Optimal sensing at the nanoscale with diamond nitrogen vacancy center

Diamond nitrogen-vacancy center is a leading platform for ultra-precise sensing at the nanoscale. The sensing is essentially a parameter estimation problem: (1) Encoding the unknown parameters into the NV state; (2) Readout the NV state from the fluorescence; (3) Process the data to infer the unknown parameters; (4) Adaptation of (1)-(3) based on the updated knowledge about the unknown parameters. Recently, dynamical decoupling and adaptive measurement have significantly improved the sensitivity and dynamic range by improving steps (1) and (4), respectively. However, a full optimization of all the steps remains lacking, e.g., the widely used approach to step (3) based on averaging the data from repeated fluorescence measurements or from single-shot fluorescence binarized into 0 and 1 is suboptimal.

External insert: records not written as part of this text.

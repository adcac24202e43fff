//! One generation on disk.
//!
//! A generation owns a directory holding its info file, its three tables,
//! the GA state snapshot taken at finalization and one subdirectory per
//! simulation. Appends serialize under the generation's lock; reads are
//! lock-free.

use std::path::{Path, PathBuf};
use std::sync::Mutex;

use chrono::{DateTime, Utc};
use serde::{Deserialize, Serialize};

use crate::config::GenerationMethod;
use crate::error::{Error, Result};
use crate::launch::record::SimulationRecord;
use crate::params::ParameterVector;
use crate::store::tables::{ChiSquaredTable, IndividualsTable, ParametersTable};
use crate::units::Unit;

/// Lifecycle of a generation.
///
/// `aborted` (no simulation was accepted) and `empty` (the generator
/// produced zero non-recurrent individuals) are terminal.
#[derive(Debug, Clone, Copy, PartialEq, Eq, Serialize, Deserialize)]
#[serde(rename_all = "snake_case")]
pub enum GenerationStatus {
    Planned,
    Submitted,
    PartiallyRetrieved,
    Scored,
    Finalized,
    Aborted,
    Empty,
}

impl GenerationStatus {
    fn rank(self) -> u8 {
        use GenerationStatus::*;
        match self {
            Planned => 0,
            Submitted => 1,
            PartiallyRetrieved => 2,
            Scored => 3,
            Finalized | Aborted | Empty => 4,
        }
    }

    pub fn is_terminal(self) -> bool {
        use GenerationStatus::*;
        matches!(self, Finalized | Aborted | Empty)
    }
}

/// Metadata of one generation; `info.json` in the generation directory.
#[derive(Debug, Clone, Serialize, Deserialize)]
pub struct GenerationInfo {
    pub name: String,
    pub index: Option<u32>,
    pub method: GenerationMethod,
    pub wavelength_grid_level: u32,
    pub representation: String,
    pub npackages: u64,
    pub selfabsorption: bool,
    pub transient_heating: bool,
    pub nsimulations: usize,
    pub creation_time: DateTime<Utc>,
    pub finishing_time: Option<DateTime<Utc>>,
    pub status: GenerationStatus,
}

/// Handle to one generation directory.
#[derive(Debug)]
pub struct Generation {
    info: GenerationInfo,
    path: PathBuf,
    lock: Mutex<()>,
}

impl Generation {
    /// Create the directory layout and empty tables for a new generation.
    pub fn create(
        generations_dir: &Path,
        info: GenerationInfo,
        labels: Vec<(String, Unit)>,
    ) -> Result<Self> {
        let path = generations_dir.join(&info.name);
        std::fs::create_dir_all(path.join("simulations"))?;
        IndividualsTable::create(path.join("individuals.dat"))?;
        ParametersTable::create(path.join("parameters.dat"), labels)?;
        ChiSquaredTable::create(path.join("chi_squared.dat"))?;
        let generation = Generation {
            info,
            path,
            lock: Mutex::new(()),
        };
        generation.save_info()?;
        Ok(generation)
    }

    pub fn open(generations_dir: &Path, name: &str) -> Result<Self> {
        let path = generations_dir.join(name);
        let content = std::fs::read_to_string(path.join("info.json"))?;
        let info: GenerationInfo = serde_json::from_str(&content)?;
        Ok(Generation {
            info,
            path,
            lock: Mutex::new(()),
        })
    }

    pub fn info(&self) -> &GenerationInfo {
        &self.info
    }

    pub fn name(&self) -> &str {
        &self.info.name
    }

    pub fn path(&self) -> &Path {
        &self.path
    }

    pub fn is_finalized(&self) -> bool {
        self.info.finishing_time.is_some()
    }

    // ---- table access -----------------------------------------------------

    pub fn individuals_table(&self) -> Result<IndividualsTable> {
        IndividualsTable::open(self.path.join("individuals.dat"))
    }

    pub fn parameters_table(&self) -> Result<ParametersTable> {
        ParametersTable::open(self.path.join("parameters.dat"))
    }

    pub fn chi_squared_table(&self) -> Result<ChiSquaredTable> {
        ChiSquaredTable::open(self.path.join("chi_squared.dat"))
    }

    fn check_mutable(&self) -> Result<()> {
        if self.is_finalized() {
            return Err(Error::Configuration(format!(
                "generation '{}' is finalized and read-only",
                self.info.name
            )));
        }
        Ok(())
    }

    pub fn append_individual(&self, simulation_name: &str, individual_name: &str) -> Result<()> {
        self.check_mutable()?;
        let _guard = self.lock.lock().unwrap();
        self.individuals_table()?.append(simulation_name, individual_name)
    }

    pub fn append_parameters(&self, simulation_name: &str, values: &ParameterVector) -> Result<()> {
        self.check_mutable()?;
        let _guard = self.lock.lock().unwrap();
        self.parameters_table()?.append(simulation_name, values)
    }

    pub fn append_chi_squared(&self, simulation_name: &str, chi_squared: f64) -> Result<()> {
        self.check_mutable()?;
        let _guard = self.lock.lock().unwrap();
        self.chi_squared_table()?.append(simulation_name, chi_squared)
    }

    // ---- simulations ------------------------------------------------------

    pub fn simulation_dir(&self, simulation_name: &str) -> PathBuf {
        self.path.join("simulations").join(simulation_name)
    }

    pub fn save_record(&self, record: &SimulationRecord) -> Result<()> {
        let dir = self.simulation_dir(&record.simulation_name);
        std::fs::create_dir_all(&dir)?;
        record.save(&dir)
    }

    /// Load every persisted simulation record of this generation.
    pub fn simulation_records(&self) -> Result<Vec<SimulationRecord>> {
        let simulations = self.path.join("simulations");
        let mut records = Vec::new();
        if !simulations.exists() {
            return Ok(records);
        }
        for entry in std::fs::read_dir(simulations)? {
            let entry = entry?;
            if entry.path().join("record.json").exists() {
                records.push(SimulationRecord::load(&entry.path())?);
            }
        }
        records.sort_by(|a, b| a.submission_time.cmp(&b.submission_time));
        Ok(records)
    }

    // ---- state ------------------------------------------------------------

    /// Paths of the GA state snapshot stored with this generation.
    pub fn engine_path(&self) -> PathBuf {
        self.path.join("engine.json")
    }

    pub fn prng_path(&self) -> PathBuf {
        self.path.join("prng.json")
    }

    pub fn optimizer_path(&self) -> PathBuf {
        self.path.join("optimizer.json")
    }

    pub fn save_info(&self) -> Result<()> {
        let json = serde_json::to_string_pretty(&self.info)?;
        std::fs::write(self.path.join("info.json"), json)?;
        Ok(())
    }

    /// Move the generation forward; regressions are rejected silently.
    pub fn advance_status(&mut self, status: GenerationStatus) -> Result<()> {
        if status.rank() <= self.info.status.rank() || self.info.status.is_terminal() {
            return Ok(());
        }
        self.info.status = status;
        self.save_info()
    }

    /// Set the finishing time; the generation is read-only afterwards.
    pub fn finalize(&mut self, status: GenerationStatus, time: DateTime<Utc>) -> Result<()> {
        debug_assert!(status.is_terminal());
        self.info.status = status;
        self.info.finishing_time = Some(time);
        self.save_info()
    }
}

#[cfg(test)]
mod tests {
    use super::*;
    use crate::units::Quantity;

    fn info(name: &str) -> GenerationInfo {
        GenerationInfo {
            name: name.to_string(),
            index: None,
            method: GenerationMethod::Grid,
            wavelength_grid_level: 0,
            representation: "initial".to_string(),
            npackages: 100_000,
            selfabsorption: false,
            transient_heating: false,
            nsimulations: 4,
            creation_time: Utc::now(),
            finishing_time: None,
            status: GenerationStatus::Planned,
        }
    }

    #[test]
    fn test_create_open_roundtrip() {
        let dir = tempfile::tempdir().unwrap();
        let generation = Generation::create(
            dir.path(),
            info("grid_2017"),
            vec![("dust_mass".to_string(), Unit::SolarMass)],
        )
        .unwrap();
        generation.append_individual("sim_a", "individual_0000").unwrap();
        let mut values = ParameterVector::new();
        values.push("dust_mass", Quantity::new(2e7, Unit::SolarMass));
        generation.append_parameters("sim_a", &values).unwrap();

        let reopened = Generation::open(dir.path(), "grid_2017").unwrap();
        assert_eq!(reopened.info().npackages, 100_000);
        assert_eq!(
            reopened.individuals_table().unwrap().simulation_names().unwrap(),
            vec!["sim_a"]
        );
    }

    #[test]
    fn test_finalized_generation_is_read_only() {
        let dir = tempfile::tempdir().unwrap();
        let mut generation = Generation::create(dir.path(), info("grid_2017"), vec![]).unwrap();
        generation
            .finalize(GenerationStatus::Finalized, Utc::now())
            .unwrap();
        assert!(generation.append_individual("sim_b", "individual_0001").is_err());
        assert!(generation.append_chi_squared("sim_b", 1.0).is_err());
    }

    #[test]
    fn test_status_never_regresses() {
        let dir = tempfile::tempdir().unwrap();
        let mut generation = Generation::create(dir.path(), info("grid_2017"), vec![]).unwrap();
        generation.advance_status(GenerationStatus::Submitted).unwrap();
        generation.advance_status(GenerationStatus::Scored).unwrap();
        generation.advance_status(GenerationStatus::Submitted).unwrap();
        assert_eq!(generation.info().status, GenerationStatus::Scored);
    }
}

Here we apply quantum metrology techniques, developed in optical phase estimation, to construct a general framework for optimal sensing using the NV center, incorporating the finite detection efficiency and decoherence. It can be readily applied to various sensing tasks, such as dc/ac magnetometry, noise spectroscopy, and single-molecular NMR. For illustration, we demonstrate significant sensitivity improvement in tracking a time-varying magnetic field with the NV center.